# Why Did Tegu Bite Me



## parapara (Aug 17, 2014)

Our 2 year old tegu is free roaming when we're home (although he gets a bedroom while we're at work). We spend so much time with him, he'll often sleep with us like a cat or a dog when we're at home (right now our bed is on the floor while we're redecorating, and he'll crawl into bed when he's ready to go to sleep)x.

In the 19 months we've had him we've had three bites: The first was early in the morning, we woke him up and were carrying him around and we think the smell of our morning breath triggered him to bite (i guess it probably has an old meat smell). That was about 9 months ago. About six weeks ago, he was sitting in my partner's lap and got a taste of some blood on her arm and went for it. This morning he just woke up, walked over to her, licked her for a while, and then bit the side of her face.

The first 2 instances are pretty easily explainable: he was barely awake for the first one, and the second one, well, blood probably tastes a lot like meat, no matter who's wearing it. But this third bite is an outlier because we can't find a cause for it (well, other than he's a tegu, but he's never made a move to bite any one before outside of these other 2 instances, under any circumstances, including strangers and kids). It wasn't a fear response because she was sleeping and he trusts us. And I do all the feeding, so there's no reason to associate her with food and he wasn't aggressive when we removed him. This was also a lighter bite than the one 6 weeks ago (there's still blood and bumps and bruises, but when he bit her arm it was a hanging on for dear life situation).

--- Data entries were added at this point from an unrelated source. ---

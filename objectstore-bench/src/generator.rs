//! Synthetic objects that are uploaded to the storage service.
//!
//! An [`ObjectGenerator`] is configured once per benchmark and hands out one [`ObjectSource`] per
//! worker. Every source uploads below its own prefix, which keeps the keys of concurrent workers
//! apart and allows cleanup to be scoped to the prefixes that were actually used.
//!
//! Object sizes are either fixed or follow a *LogNormal* distribution, defined by the `p50` and
//! `p99` of object sizes. This models the real-world distribution of many small objects with a
//! long tail of larger ones.

use std::pin::Pin;
use std::sync::atomic::{AtomicU64, Ordering};
use std::{io, task};

use rand::distr::{Alphanumeric, SampleString};
use rand::rngs::SmallRng;
use rand::{RngCore, SeedableRng};
use rand_distr::{Distribution, LogNormal};
use tokio::io::{AsyncRead, ReadBuf};

use crate::error::{Error, Result};
use crate::object::ObjectInfo;

/// Length of the random part of object names.
const NAME_LEN: usize = 16;
/// Length of random per-source prefixes.
const PREFIX_LEN: usize = 8;

/// Distribution of object sizes.
#[derive(Clone, Copy, Debug, PartialEq)]
pub enum SizeDistribution {
    /// Every object has exactly this size.
    Fixed(u64),
    /// Sizes follow a LogNormal distribution with the given percentiles.
    LogNormal {
        /// The median object size.
        p50: u64,
        /// The 99th percentile of object sizes.
        p99: u64,
    },
}

#[derive(Clone, Copy, Debug)]
enum Sizes {
    Fixed(u64),
    LogNormal(LogNormal<f64>),
}

impl Sizes {
    fn sample(&self, rng: &mut SmallRng) -> u64 {
        match self {
            Sizes::Fixed(size) => *size,
            Sizes::LogNormal(distribution) => distribution.sample(rng) as u64,
        }
    }
}

/// A builder for creating an [`ObjectGenerator`].
#[derive(Debug)]
pub struct GeneratorBuilder {
    seed: u64,
    prefix: Option<String>,
    sizes: SizeDistribution,
    content_type: String,
}

impl GeneratorBuilder {
    /// Uses a fixed prefix for all sources instead of a random one per source.
    ///
    /// An empty prefix places all objects at the top level of the bucket.
    pub fn prefix(mut self, prefix: impl Into<String>) -> Self {
        self.prefix = Some(prefix.into());
        self
    }

    /// Distribution of object sizes.
    pub fn sizes(mut self, sizes: SizeDistribution) -> Self {
        self.sizes = sizes;
        self
    }

    /// The content type announced for all objects.
    pub fn content_type(mut self, content_type: impl Into<String>) -> Self {
        self.content_type = content_type.into();
        self
    }

    /// Seeds all randomness of the generator, making names and payloads reproducible.
    pub fn seed(mut self, seed: u64) -> Self {
        self.seed = seed;
        self
    }

    /// Creates the generator instance.
    pub fn build(self) -> Result<ObjectGenerator> {
        let sizes = match self.sizes {
            SizeDistribution::Fixed(size) => Sizes::Fixed(size),
            SizeDistribution::LogNormal { p50, p99 } => {
                if p50 == 0 || p99 < p50 {
                    return Err(Error::InvalidConfig(format!(
                        "invalid size distribution: p50 {p50}, p99 {p99}"
                    )));
                }

                // Inspired by <https://stats.stackexchange.com/a/649432>
                let mu = (p50 as f64).ln();
                let sigma = ((p99 as f64).ln() - mu) / 2.3263;
                let distribution = LogNormal::new(mu, sigma).map_err(|err| {
                    Error::InvalidConfig(format!("invalid size distribution: {err}"))
                })?;
                Sizes::LogNormal(distribution)
            }
        };

        Ok(ObjectGenerator {
            seed: self.seed,
            prefix: self.prefix,
            sizes,
            content_type: self.content_type,
            sources: AtomicU64::new(0),
        })
    }
}

/// Hands out [`ObjectSource`]s, one per worker.
#[derive(Debug)]
pub struct ObjectGenerator {
    seed: u64,
    prefix: Option<String>,
    sizes: Sizes,
    content_type: String,
    sources: AtomicU64,
}

impl ObjectGenerator {
    /// Constructs a new generator builder with 1 KiB objects and random prefixes.
    pub fn builder() -> GeneratorBuilder {
        GeneratorBuilder {
            seed: rand::random(),
            prefix: None,
            sizes: SizeDistribution::Fixed(1024),
            content_type: "application/octet-stream".into(),
        }
    }

    /// Creates a new source with its own prefix and random state.
    pub fn source(&self) -> ObjectSource {
        let index = self.sources.fetch_add(1, Ordering::Relaxed);
        let mut rng = SmallRng::seed_from_u64(self.seed.wrapping_add(index));

        let prefix = match &self.prefix {
            Some(prefix) => prefix.clone(),
            None => Alphanumeric.sample_string(&mut rng, PREFIX_LEN),
        };

        ObjectSource {
            prefix,
            rng,
            sizes: self.sizes,
            content_type: self.content_type.clone(),
        }
    }
}

/// Produces objects below a single prefix.
#[derive(Debug)]
pub struct ObjectSource {
    prefix: String,
    rng: SmallRng,
    sizes: Sizes,
    content_type: String,
}

impl ObjectSource {
    /// The prefix of all objects from this source.
    pub fn prefix(&self) -> &str {
        &self.prefix
    }

    /// Generates a new object with a fresh name and payload.
    pub fn next_object(&mut self) -> Object {
        let random = Alphanumeric.sample_string(&mut self.rng, NAME_LEN);
        let name = if self.prefix.is_empty() {
            random
        } else {
            format!("{}/{random}", self.prefix)
        };

        self.next_version(name)
    }

    /// Generates a fresh payload for an object with the given name.
    pub fn next_version(&mut self, name: String) -> Object {
        let size = self.sizes.sample(&mut self.rng);
        let payload = Payload {
            len: size,
            rng: SmallRng::seed_from_u64(self.rng.next_u64()),
        };

        Object {
            name,
            prefix: self.prefix.clone(),
            size,
            content_type: self.content_type.clone(),
            payload,
        }
    }
}

/// An object that has not been uploaded yet.
#[derive(Debug)]
pub struct Object {
    /// The full key of the object.
    pub name: String,
    /// The prefix of the source that generated the object.
    pub prefix: String,
    /// The size of the payload in bytes.
    pub size: u64,
    /// The content type to announce on upload.
    pub content_type: String,
    /// The contents of the object.
    pub payload: Payload,
}

impl Object {
    /// Splits off the payload for uploading, keeping the descriptor.
    ///
    /// The returned [`ObjectInfo`] does not reference the payload, so uploaded contents are never
    /// retained in the inventory.
    pub fn into_parts(self) -> (ObjectInfo, Payload) {
        let info = ObjectInfo {
            name: self.name,
            prefix: self.prefix,
            size: self.size,
            content_type: self.content_type,
            version_id: None,
        };
        (info, self.payload)
    }
}

/// Randomized contents of an object.
///
/// Clone this instance to reuse it with deterministic contents across multiple reads.
#[derive(Debug, Clone)]
pub struct Payload {
    /// The remaining length of the payload in bytes.
    pub len: u64,
    /// The RNG used to fill the payload with random bytes.
    pub rng: SmallRng,
}

impl io::Read for Payload {
    fn read(&mut self, buf: &mut [u8]) -> io::Result<usize> {
        let len_to_fill = (buf.len() as u64).min(self.len) as usize;

        let fill_buf = &mut buf[..len_to_fill];
        self.rng.fill_bytes(fill_buf);

        self.len -= len_to_fill as u64;
        Ok(len_to_fill)
    }
}

impl AsyncRead for Payload {
    fn poll_read(
        mut self: Pin<&mut Self>,
        _cx: &mut task::Context<'_>,
        buf: &mut ReadBuf<'_>,
    ) -> task::Poll<io::Result<()>> {
        let len_to_fill = (buf.remaining() as u64).min(self.len) as usize;

        let fill_buf = buf.initialize_unfilled_to(len_to_fill);
        self.rng.fill_bytes(fill_buf);

        self.len -= len_to_fill as u64;
        buf.advance(len_to_fill);

        task::Poll::Ready(Ok(()))
    }
}

#[cfg(test)]
mod tests {
    use std::io::Read;

    use super::*;

    #[test]
    fn lognormal_percentiles_work() {
        let generator = ObjectGenerator::builder()
            .seed(7)
            .sizes(SizeDistribution::LogNormal { p50: 100, p99: 1000 })
            .build()
            .unwrap();
        let mut source = generator.source();

        let mut sizes: Vec<_> = (0..1000).map(|_| source.next_object().size).collect();
        sizes.sort_unstable();

        let p50 = sizes[500];
        assert!((50..200).contains(&p50), "p50 was {p50}");
    }

    #[test]
    fn rejects_invalid_distribution() {
        let result = ObjectGenerator::builder()
            .sizes(SizeDistribution::LogNormal { p50: 1000, p99: 10 })
            .build();
        assert!(result.is_err());
    }

    #[test]
    fn sources_use_distinct_prefixes() {
        let generator = ObjectGenerator::builder().seed(1).build().unwrap();
        let mut a = generator.source();
        let mut b = generator.source();
        assert_ne!(a.prefix(), b.prefix());

        let object = a.next_object();
        assert!(object.name.starts_with(&format!("{}/", a.prefix())));
        assert_eq!(object.prefix, a.prefix());
        assert!(b.next_object().name.starts_with(b.prefix()));
    }

    #[test]
    fn empty_prefix_places_objects_at_top_level() {
        let generator = ObjectGenerator::builder().prefix("").build().unwrap();
        let object = generator.source().next_object();
        assert!(!object.name.contains('/'));
        assert_eq!(object.name.len(), NAME_LEN);
    }

    #[test]
    fn versions_keep_name_with_fresh_payload() {
        let generator = ObjectGenerator::builder()
            .sizes(SizeDistribution::Fixed(64))
            .build()
            .unwrap();
        let mut source = generator.source();
        let first = source.next_object();
        let second = source.next_version(first.name.clone());
        assert_eq!(first.name, second.name);

        let (_, mut p1) = first.into_parts();
        let (_, mut p2) = second.into_parts();
        let mut c1 = Vec::new();
        let mut c2 = Vec::new();
        p1.read_to_end(&mut c1).unwrap();
        p2.read_to_end(&mut c2).unwrap();
        assert_eq!(c1.len(), 64);
        assert_ne!(c1, c2);
    }
}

We feel pretty strongly that one of the reasons that he's so well socialized (our vet, a former tegu owner, is always remarking on how well behaved he is, so it's not just a proud parent thing) is that he sleeps in our bed, surrounded by the smell of people, so we don't want to give up that taming tool, but clearly, face biting is not a pleasant way to wake up. Does anyone have any ideas as to why this would be happening all of a sudden and if there's anything we can do to ensure it doesn't happen again?


----------